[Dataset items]
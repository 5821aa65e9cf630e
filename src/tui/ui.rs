use crate::core::state::App;
use crate::tui::TuiState;
use crate::tui::component::Component;
use crate::tui::components::button_bar;
use crate::tui::components::{ButtonBar, Header, MessageList};

use ratatui::Frame;
use ratatui::layout::{Constraint, Layout};

/// Lays out and draws one frame:
///
/// ```text
/// ┌ header ───────────────────────────────────────┐
/// │ message list (scrollable)                     │
/// ├ input box (grows to 5 lines) ─┬ Clear ┬ Send ─┤
/// ```
pub fn draw_ui(frame: &mut Frame, app: &App, tui: &mut TuiState) {
    use Constraint::{Length, Min};

    let area = frame.area();
    let input_width = area.width.saturating_sub(button_bar::WIDTH);
    let input_height = tui.input_box.calculate_height(input_width);

    let [header_area, list_area, input_row] =
        Layout::vertical([Length(1), Min(0), Length(input_height)]).areas(area);
    let [input_area, buttons_area] =
        Layout::horizontal([Min(0), Length(button_bar::WIDTH)]).areas(input_row);

    let awaiting = app.is_awaiting_reply();
    Header::new(&app.model_name, &app.status_message, awaiting).render(frame, header_area);
    MessageList::new(&mut tui.message_list).render(frame, list_area);
    tui.input_box.render(frame, input_area);
    ButtonBar::new(&mut tui.buttons, !awaiting).render(frame, buttons_area);
}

* [PROBLEM TO WORK ON]
Print each line, starting with the one that contains "use ratatui::Frame;" and ending with the last line of the data, exactly as it stands and with no other lines.

* [SOLUTION TO THIS TASK]
use ratatui::Frame;
use ratatui::layout::{Constraint, Layout};

/// Lays out and draws one frame:
///
/// ```text
/// ┌ header ───────────────────────────────────────┐
/// │ message list (scrollable)                     │
/// ├ input box (grows to 5 lines) ─┬ Clear ┬ Send ─┤
/// ```
pub fn draw_ui(frame: &mut Frame, app: &App, tui: &mut TuiState) {
    use Constraint::{Length, Min};

    let area = frame.area();
    let input_width = area.width.saturating_sub(button_bar::WIDTH);
    let input_height = tui.input_box.calculate_height(input_width);

    let [header_area, list_area, input_row] =
        Layout::vertical([Length(1), Min(0), Length(input_height)]).areas(area);
    let [input_area, buttons_area] =
        Layout::horizontal([Min(0), Length(button_bar::WIDTH)]).areas(input_row);

    let awaiting = app.is_awaiting_reply();
    Header::new(&app.model_name, &app.status_message, awaiting).render(frame, header_area);
    MessageList::new(&mut tui.message_list).render(frame, list_area);
    tui.input_box.render(frame, input_area);
    ButtonBar::new(&mut tui.buttons, !awaiting).render(frame, buttons_area);
}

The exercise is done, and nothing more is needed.